Before the council voted unanimously in favor of hiring the security guard, councilor James Hamill asked whether or not the borough had an evacuation route in place in case of emergency.

“What if something transpires where we do not have another egress from these council chambers… we’re either going out the window or over the balcony,” Hamill said. “I understand this is very helpful to have somebody here screening… but I wonder if it’s fully fleshed out to the point where I still feel comfortable sitting in this position [in case of an emergency].”

Next on the docket, Kyle Mihalik—CEO of Professional Medical Response, LLC—addressed the council. Mihalik established the business in northeastern PA in 2020 and its EMTs have been active since January of this year, serving Wayne, Pike, Monroe, Lackawanna and Luzerne counties. Mihalik came asking for the borough to consider granting his company the approval it needs in order to be dispatched to Honesdale through Wayne County’s 911 center.

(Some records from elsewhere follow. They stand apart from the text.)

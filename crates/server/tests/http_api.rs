//! Integration tests for the advisor HTTP surface

use std::sync::Arc;
use std::time::Duration;

use async_trait::async_trait;
use axum::{
    body::{to_bytes, Body},
    http::{Request, StatusCode},
    Router,
};
use serde_json::{json, Value};
use tower::ServiceExt;

use advisor_agent::AdvisorContext;
use advisor_config::{AdvisorSettings, DialogueSettings};
use advisor_core::{ChatRequest, LanguageModel, LlmError};
use advisor_server::{router, AppState};

struct Unreachable;

#[async_trait]
impl LanguageModel for Unreachable {
    fn model_name(&self) -> &str {
        "unreachable"
    }

    async fn complete(&self, _request: ChatRequest) -> Result<String, LlmError> {
        Err(LlmError::Network("connection refused".to_string()))
    }
}

fn app_state() -> AppState {
    let settings = AdvisorSettings {
        dialogue: DialogueSettings::default().without_delays(),
        ..AdvisorSettings::default()
    };
    AppState::new(
        Arc::new(AdvisorContext::from_settings(&settings)),
        Arc::new(Unreachable),
    )
}

async fn send(app: &Router, method: &str, uri: &str, body: Option<Value>) -> (StatusCode, Value) {
    let request = Request::builder()
        .method(method)
        .uri(uri)
        .header("content-type", "application/json")
        .body(match body {
            Some(v) => Body::from(v.to_string()),
            None => Body::empty(),
        })
        .unwrap();

    let response = app.clone().oneshot(request).await.unwrap();
    let status = response.status();
    let bytes = to_bytes(response.into_body(), usize::MAX).await.unwrap();
    let value = serde_json::from_slice(&bytes).unwrap_or(Value::Null);
    (status, value)
}

async fn new_session(app: &Router, mode: &str) -> String {
    let (status, body) = send(app, "POST", "/api/sessions", Some(json!({ "mode": mode }))).await;
    assert_eq!(status, StatusCode::CREATED);
    body["session_id"].as_str().unwrap().to_string()
}

#[tokio::test]
async fn test_health() {
    let app = router(app_state());
    let (status, body) = send(&app, "GET", "/health", None).await;
    assert_eq!(status, StatusCode::OK);
    assert_eq!(body["status"], "ok");
}

#[tokio::test]
async fn test_create_session_returns_greeting() {
    let app = router(app_state());
    let (status, body) = send(&app, "POST", "/api/sessions", Some(json!({}))).await;

    assert_eq!(status, StatusCode::CREATED);
    assert_eq!(body["mode"], "rule_based");
    assert_eq!(body["stage"], "initial");
    assert_eq!(body["messages"].as_array().unwrap().len(), 1);
    assert_eq!(body["messages"][0]["role"], "assistant");
}

#[tokio::test]
async fn test_message_flow() {
    let app = router(app_state());
    let id = new_session(&app, "rule_based").await;
    let uri = format!("/api/sessions/{}/messages", id);

    let (status, body) = send(&app, "POST", &uri, Some(json!({ "content": "I want wireless headphones" }))).await;
    assert_eq!(status, StatusCode::OK);
    assert_eq!(body["state"]["category"], "headphones");
    assert_eq!(body["state"]["stage"], "budget");
    assert_eq!(body["source"]["kind"], "template");

    send(&app, "POST", &uri, Some(json!({ "content": "Under $200 please" }))).await;
    let (_, body) = send(
        &app,
        "POST",
        &uri,
        Some(json!({ "content": "Noise cancellation would be nice for my commute" })),
    )
    .await;

    let messages = body["messages"].as_array().unwrap();
    assert_eq!(messages.len(), 3);
    assert_eq!(messages[2]["content"], "");
    assert_eq!(messages[2]["recommendations"][0]["name"], "BassBoost 700");
    assert!(messages[2]["recommendations"][0]["idealFor"].is_array());
    assert_eq!(body["state"]["stage"], "feedback");

    let (status, body) = send(&app, "GET", &format!("/api/sessions/{}", id), None).await;
    assert_eq!(status, StatusCode::OK);
    assert_eq!(body["messages"].as_array().unwrap().len(), 1 + 3 * 2 + 1);
}

#[tokio::test]
async fn test_blank_message_rejected() {
    let app = router(app_state());
    let id = new_session(&app, "rule_based").await;

    let (status, body) = send(
        &app,
        "POST",
        &format!("/api/sessions/{}/messages", id),
        Some(json!({ "content": "   " })),
    )
    .await;
    assert_eq!(status, StatusCode::BAD_REQUEST);
    assert_eq!(body["error"]["code"], "EMPTY_MESSAGE");
}

#[tokio::test]
async fn test_unknown_session() {
    let app = router(app_state());
    let (status, body) = send(&app, "GET", "/api/sessions/nope", None).await;
    assert_eq!(status, StatusCode::NOT_FOUND);
    assert_eq!(body["error"]["code"], "SESSION_NOT_FOUND");
}

#[tokio::test]
async fn test_llm_session_falls_back() {
    let app = router(app_state());
    let id = new_session(&app, "llm").await;

    let (status, body) = send(
        &app,
        "POST",
        &format!("/api/sessions/{}/messages", id),
        Some(json!({ "content": "I need a laptop" })),
    )
    .await;
    assert_eq!(status, StatusCode::OK);
    assert_eq!(body["source"]["kind"], "fallback");
    assert_eq!(body["state"]["stage"], "budget");
    assert!(body["messages"][1]["content"]
        .as_str()
        .unwrap()
        .starts_with("I'm sorry, I'm having trouble connecting"));
}

#[tokio::test]
async fn test_demo_trigger() {
    let app = router(app_state());
    let id = new_session(&app, "rule_based").await;

    let (status, _) = send(&app, "POST", &format!("/api/sessions/{}/demo/tablet", id), None).await;
    assert_eq!(status, StatusCode::BAD_REQUEST);

    let (status, body) = send(&app, "POST", &format!("/api/sessions/{}/demo/phone", id), None).await;
    assert_eq!(status, StatusCode::ACCEPTED);
    assert_eq!(body["flow"], "phone");

    let mut stage = Value::Null;
    for _ in 0..100 {
        let (_, body) = send(&app, "GET", &format!("/api/sessions/{}", id), None).await;
        stage = body["stage"].clone();
        if stage == "feedback" {
            break;
        }
        tokio::time::sleep(Duration::from_millis(10)).await;
    }
    assert_eq!(stage, "feedback");
}

#[tokio::test]
async fn test_reset_session() {
    let app = router(app_state());
    let id = new_session(&app, "rule_based").await;
    send(
        &app,
        "POST",
        &format!("/api/sessions/{}/messages", id),
        Some(json!({ "content": "a smartphone" })),
    )
    .await;

    let (status, body) = send(&app, "POST", &format!("/api/sessions/{}/reset", id), None).await;
    assert_eq!(status, StatusCode::OK);
    assert_eq!(body["stage"], "initial");
    assert_eq!(body["messages"].as_array().unwrap().len(), 1);
}

#[tokio::test]
async fn test_delete_session_frees_registry() {
    let state = app_state();
    let app = router(state.clone());

    let ids = [
        new_session(&app, "rule_based").await,
        new_session(&app, "rule_based").await,
        new_session(&app, "llm").await,
    ];
    assert_eq!(state.sessions.len(), 3);

    let (status, _) = send(&app, "DELETE", &format!("/api/sessions/{}", ids[0]), None).await;
    assert_eq!(status, StatusCode::NO_CONTENT);
    assert_eq!(state.sessions.len(), 2);

    let (status, _) = send(&app, "GET", &format!("/api/sessions/{}", ids[0]), None).await;
    assert_eq!(status, StatusCode::NOT_FOUND);

    let (status, body) = send(&app, "DELETE", &format!("/api/sessions/{}", ids[0]), None).await;
    assert_eq!(status, StatusCode::NOT_FOUND);
    assert_eq!(body["error"]["code"], "SESSION_NOT_FOUND");

    let (status, _) = send(&app, "GET", &format!("/api/sessions/{}", ids[1]), None).await;
    assert_eq!(status, StatusCode::OK);
}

“So often in the [borough] of Honesdale, we’re in the local area, and we hear that call go out over the radio system, and we’re helpless. We can’t do anything. We can’t go to that call, because we’re not dispatched to that call,” he said, and that when somebody needs an ambulance or a medic, each minute is crucial. “Every minute that [somebody’s] in cardiac arrest, their chances of survival go down 10 percent.”

Mihalik also said this service would come at no cost to the borough, and that the council’s approval would not make Professional Medical Response Honesdale’s sole provider, just another option in case its vehicles happen to be closest to the patient in need when the 911 call comes in.

He further said that his business in other communities has been welcomed by the current EMS providers, who have been stretched too thin. 

The council did not make a decision that night. Honesdale’s next council meeting will take place June 19.